Ярко выраженное различие физического развития японцев служило для некоторых ученых подтверждением расовых теорий. Европейские вещи, инструменты, машины и вооружения явно не были рассчитаны на "тщедушных" японцев. "Кризис идентичности имел всеобъемлющий характер" (не в последнюю очередь и потому, что лишь тела "презренных" рикш "прекрасно сложенных, с мускулистыми бронзовыми телами" соответствовали европейским представлениями о телесной красоте) (с. 156). Комплекс неполноценности Япония уже пережила много ранее относительно Китая, но тогда «единицей сравнения выступала "страна", а не индивид... В этой рефлексии полностью отсутствовала телесность, комплекс неполноценности (превосходства) не затрагивал тело» (с. 158), т.е. не распространялся на каждого отдельного человека. Ныне те телесные и поведенческие характеристики, которые недавно ужасали японцев в европейцах, стали признаком "цивилизованного" человека, приняты за идеал, им следовало подражать. "Это была непростая задача" (с. 159). Да, были и технические реформы: стремление "прибавить в динамизме" в том числе привело к развитию транспорта (в 1872 г. вводится в действие первая железнодорожная ветка, соединяющая Токио и Иокогаму). Знаменитый мыслитель эпохи Мэйдзи Фукудзава Юкити в 1885 г. в программной статье "Бегство из Азии" утверждал, что Японии по дороге не со своими соседями, а со странами Запада. Однако «"реформа тела" происходила медленнее, но, как казалось достаточно долгое время, она двигалась в верном направлении» (с. 163).
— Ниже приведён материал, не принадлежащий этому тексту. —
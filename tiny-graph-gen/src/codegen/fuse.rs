//! Compute-unit discovery
//! A conv/matmul, its weight constant, an optional bias-add folded into it
//! and the quantization marker that fixes its output format.

use std::collections::HashMap;

use crate::error::{Error, Result};
use crate::ir::{Graph, GraphNode, NodeId, OpKind, TensorRef};

/// Bias-add absorbed into the preceding compute node.
#[derive(Debug, Clone, PartialEq, Eq)]
pub struct FusedBias {
    pub add: NodeId,
    /// `Const` node holding the bias values.
    pub bias: NodeId,
    /// Bias operand of the add as written in the graph.
    pub operand: TensorRef,
}

#[derive(Debug, Clone, PartialEq, Eq)]
pub struct ComputeUnit {
    pub compute: NodeId,
    /// Data operand as written in the graph (may go through aliases).
    pub data: TensorRef,
    /// `Const` node holding the weights.
    pub weight: NodeId,
    pub bias: Option<FusedBias>,
    /// Tensor the unit exposes downstream: the bias-add output when fused.
    pub output: TensorRef,
    /// Quantization marker giving the output format.
    pub marker: NodeId,
}

/// Every compute unit of a graph, in graph order.
#[derive(Debug, Default)]
pub struct UnitSet {
    units: Vec<ComputeUnit>,
    by_compute: HashMap<NodeId, usize>,
    by_add: HashMap<NodeId, usize>,
}

impl UnitSet {
    pub fn units(&self) -> &[ComputeUnit] {
        &self.units
    }

    pub fn by_compute(&self, id: NodeId) -> Option<&ComputeUnit> {
        self.by_compute.get(&id).map(|&i| &self.units[i])
    }

    /// Unit that absorbed the given bias-add node.
    pub fn by_bias_add(&self, id: NodeId) -> Option<&ComputeUnit> {
        self.by_add.get(&id).map(|&i| &self.units[i])
    }

    /// Unit whose exposed output is `t`.
    pub fn producing(&self, t: &TensorRef) -> Option<&ComputeUnit> {
        self.units.iter().find(|u| &u.output == t)
    }
}

/// Find the compute units from producer/consumer edges.
pub fn find_units(graph: &Graph) -> Result<UnitSet> {
    let mut set = UnitSet::default();

    for (id, node) in graph.nodes().iter().enumerate() {
        if !node.op.is_compute() {
            continue;
        }
        if node.inputs.len() != 2 {
            return Err(Error::topology(
                &node.name,
                format!("expected data and weight inputs, found {} inputs", node.inputs.len()),
            ));
        }
        if node.outputs.len() != 1 {
            return Err(Error::topology(
                &node.name,
                format!("expected 1 output, found {}", node.outputs.len()),
            ));
        }

        let weight = float_const(graph, &node.inputs[1]).ok_or_else(|| {
            Error::topology(
                &node.name,
                format!("weight input '{}' is not a float constant", node.inputs[1]),
            )
        })?;

        let bias = fusable_bias(graph, node)?;
        let output = match &bias {
            Some(fused) => graph.node(fused.add).output_ref(0),
            None => node.output_ref(0),
        };
        let marker = output_marker(graph, node, &output)?;

        log::debug!(
            "unit {}: weight {}, bias {}, marker {}",
            node.name,
            graph.node(weight).name,
            bias.as_ref()
                .map(|b| graph.node(b.bias).name.as_str())
                .unwrap_or("-"),
            graph.node(marker).name
        );

        let index = set.units.len();
        set.by_compute.insert(id, index);
        if let Some(fused) = &bias {
            set.by_add.insert(fused.add, index);
        }
        set.units.push(ComputeUnit {
            compute: id,
            data: node.inputs[0].clone(),
            weight,
            bias,
            output,
            marker,
        });
    }

    Ok(set)
}

/// Producer of `t` after alias resolution, if it is a float `Const`.
fn float_const(graph: &Graph, t: &TensorRef) -> Option<NodeId> {
    let source = graph.resolve_alias(t);
    let id = graph.producer(&source);
    let node = graph.node(id);
    match node.const_value() {
        Ok(value) if node.op == OpKind::Const && value.dtype.is_float() => Some(id),
        _ => None,
    }
}

/// A bias-add fuses when it is the sole consumer of the compute output and
/// its other operand is a float constant. `BiasAdd` takes the value first;
/// a plain `Add` may list its operands in either order.
fn fusable_bias(graph: &Graph, compute: &GraphNode) -> Result<Option<FusedBias>> {
    let out = compute.output_ref(0);
    let [only] = graph.consumers(&out) else {
        return Ok(None);
    };
    let add = graph.node(*only);
    if !add.op.is_bias_add() || add.inputs.len() != 2 {
        return Ok(None);
    }
    let operand = match (&add.inputs[0], &add.inputs[1]) {
        (value, bias) if *value == out && *bias != out => bias,
        (bias, value) if add.op == OpKind::Add && *value == out && *bias != out => bias,
        _ => return Ok(None),
    };
    if add.outputs.len() != 1 {
        return Err(Error::topology(
            &add.name,
            format!("expected 1 output, found {}", add.outputs.len()),
        ));
    }
    Ok(float_const(graph, operand).map(|bias| FusedBias {
        add: *only,
        bias,
        operand: operand.clone(),
    }))
}

/// Follow the single-consumer chain through scale-preserving ops to the marker.
fn output_marker(graph: &Graph, compute: &GraphNode, output: &TensorRef) -> Result<NodeId> {
    let mut current = output.clone();
    loop {
        let next = match graph.consumers(&current) {
            [only] => *only,
            _ => break,
        };
        let node = graph.node(next);
        if node.op == OpKind::QuantizationMarker {
            return Ok(next);
        }
        if node.op.is_bias_add() {
            return Err(Error::topology(
                &node.name,
                format!("bias-add cannot be fused into '{}'", compute.name),
            ));
        }
        if !node.op.is_scale_preserving() || node.inputs.first() != Some(&current) {
            break;
        }
        current = node.output_ref(0);
    }
    Err(Error::topology(
        &compute.name,
        format!("output '{output}' reaches no quantization marker"),
    ))
}

#[cfg(test)]
mod tests {
    use super::*;
    use crate::codegen::fixtures::{conv_graph, kws_graph};
    use crate::ir::{DType, GraphNode};

    fn name(graph: &Graph, id: NodeId) -> &str {
        &graph.node(id).name
    }

    #[test]
    fn units_follow_edges() {
        let graph = Graph::from_def(kws_graph()).unwrap();
        let set = find_units(&graph).unwrap();
        assert_eq!(set.units().len(), 2);

        let conv = &set.units()[0];
        assert_eq!(name(&graph, conv.compute), "conv1/Conv2D");
        assert_eq!(name(&graph, conv.weight), "conv1/weights");
        let bias = conv.bias.as_ref().unwrap();
        assert_eq!(name(&graph, bias.add), "conv1/BiasAdd");
        assert_eq!(name(&graph, bias.bias), "conv1/biases");
        assert_eq!(conv.output, TensorRef::new("conv1/BiasAdd", 0));
        assert_eq!(name(&graph, conv.marker), "conv1/act_quant");

        let fc = &set.units()[1];
        assert_eq!(name(&graph, fc.compute), "fc/MatMul");
        assert_eq!(name(&graph, fc.marker), "fc/act_quant");
        assert!(set.by_bias_add(bias.add).is_some());
        assert_eq!(set.producing(&TensorRef::new("fc/add", 0)).unwrap().compute, fc.compute);
    }

    #[test]
    fn unit_without_bias() {
        let mut def = conv_graph();
        // drop the bias-add: the marker reads the conv output directly
        def.nodes.retain(|n| n.name != "conv/BiasAdd" && n.name != "conv/bias");
        for node in &mut def.nodes {
            if node.name == "conv/act_quant" {
                node.inputs[0] = TensorRef::new("conv/Conv2D", 0);
            }
        }
        let graph = Graph::from_def(def).unwrap();
        let set = find_units(&graph).unwrap();
        let unit = &set.units()[0];
        assert!(unit.bias.is_none());
        assert_eq!(unit.output, TensorRef::new("conv/Conv2D", 0));
    }

    #[test]
    fn marker_found_through_relu() {
        let mut def = conv_graph();
        for node in &mut def.nodes {
            if node.name == "conv/act_quant" {
                node.inputs[0] = TensorRef::new("conv/Relu", 0);
            }
        }
        def.push(
            GraphNode::new("conv/Relu", OpKind::Relu)
                .input("conv/BiasAdd", 0)
                .output(&[1, 4, 4, 2], DType::F32),
        );
        let graph = Graph::from_def(def).unwrap();
        let set = find_units(&graph).unwrap();
        assert_eq!(name(&graph, set.units()[0].marker), "conv/act_quant");
    }

    #[test]
    fn missing_marker_rejected() {
        let mut def = conv_graph();
        def.nodes.retain(|n| !n.name.starts_with("conv/act_quant"));
        let graph = Graph::from_def(def).unwrap();
        let err = find_units(&graph).unwrap_err();
        assert!(err.to_string().contains("no quantization marker"), "got: {err}");
    }

    #[test]
    fn non_constant_weight_rejected() {
        let mut def = conv_graph();
        def.push(GraphNode::new("y", OpKind::Placeholder).output(&[2, 3, 3, 1], DType::F32));
        for node in &mut def.nodes {
            if node.name == "conv/Conv2D" {
                node.inputs[1] = TensorRef::new("y", 0);
            }
        }
        let graph = Graph::from_def(def).unwrap();
        let err = find_units(&graph).unwrap_err();
        assert!(err.to_string().contains("not a float constant"), "got: {err}");
    }

    #[test]
    fn add_with_bias_first_fuses() {
        let mut def = kws_graph();
        for node in &mut def.nodes {
            if node.name == "fc/add" {
                node.inputs.swap(0, 1);
            }
        }
        let graph = Graph::from_def(def).unwrap();
        let set = find_units(&graph).unwrap();
        let fc = &set.units()[1];
        let bias = fc.bias.as_ref().unwrap();
        assert_eq!(name(&graph, bias.add), "fc/add");
        assert_eq!(name(&graph, bias.bias), "fc/biases");
        assert_eq!(bias.operand, TensorRef::new("fc/biases", 0));
        assert_eq!(fc.output, TensorRef::new("fc/add", 0));
    }

    #[test]
    fn bias_add_keeps_value_first() {
        let mut def = conv_graph();
        for node in &mut def.nodes {
            if node.name == "conv/BiasAdd" {
                node.inputs.swap(0, 1);
            }
        }
        let graph = Graph::from_def(def).unwrap();
        let err = find_units(&graph).unwrap_err();
        assert_eq!(
            err.to_string(),
            "node 'conv/BiasAdd': bias-add cannot be fused into 'conv/Conv2D'"
        );
    }

    #[test]
    fn add_with_variable_operand_rejected() {
        let mut def = conv_graph();
        def.push(GraphNode::new("y", OpKind::Placeholder).output(&[2], DType::F32));
        for node in &mut def.nodes {
            if node.name == "conv/BiasAdd" {
                node.inputs[1] = TensorRef::new("y", 0);
            }
        }
        let graph = Graph::from_def(def).unwrap();
        let err = find_units(&graph).unwrap_err();
        assert_eq!(
            err.to_string(),
            "node 'conv/BiasAdd': bias-add cannot be fused into 'conv/Conv2D'"
        );
    }
}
Названия следующих глав как бы перечисляют основные моменты этой самой "реформы тела": глава 2 - "Тело японца: от кимоно к мундиру", глава 3 - "Тело японки: отбеливание зубов и кожи", глава 4 - "Японцы: разоблаченное тело", глава 5 "Стать выше: от риса к мясу, стоять, а не сидеть", глава 6 - "Физкультура и спорт: сила грубая и сила мягкая", глава 7 - "Больное тело: недуги старые и новые", глава 8 - "Церемониальное тело: пусть будет как всегда".
Конечно, прежде всего эта реформа касалась "элиты (горожан)", которой предстояло отказаться от гиподинамии. А так как главным носителем прогресса служило само государство, в 1871 г. последовало предписание всем государственным чиновникам облачиться в европейское платье (как "в далеком VIII в., когда Япония модернизировалась по китайскому образцу, главным мотивом введения китайского платья тоже было желание походить на тогдашнего культурного донора" с. 170). "Высочайшей моделью" выступал сам император: в европейском мундире, с
усами и бородой, которые теперь были мерилом "цивилизованности", а ранее считались атрибутом "варваров" (с. 188). Поскольку среди японцев бытовало мнение, что «"слабость" их тела обусловлена многолетним миром», а "постоянные войны в Европе приводили к улучшению телесных кондиций", милитаризация "превращалась в системное требование по реформе не только политики, но и тела" (с. 175). Направление запаха одежды, карманы (не вмещающие японских курительных трубок и вееров), материалы, идущие на пошив одежды и обуви (шерсть, кожа считались в Японии "нечистыми") - все было стеснительно и травматично (не только в моральном, но порой и в физическом смысле). Но главное - европейская одежда «в значительной степени скрывала "статус" ее владельца» (с. 176).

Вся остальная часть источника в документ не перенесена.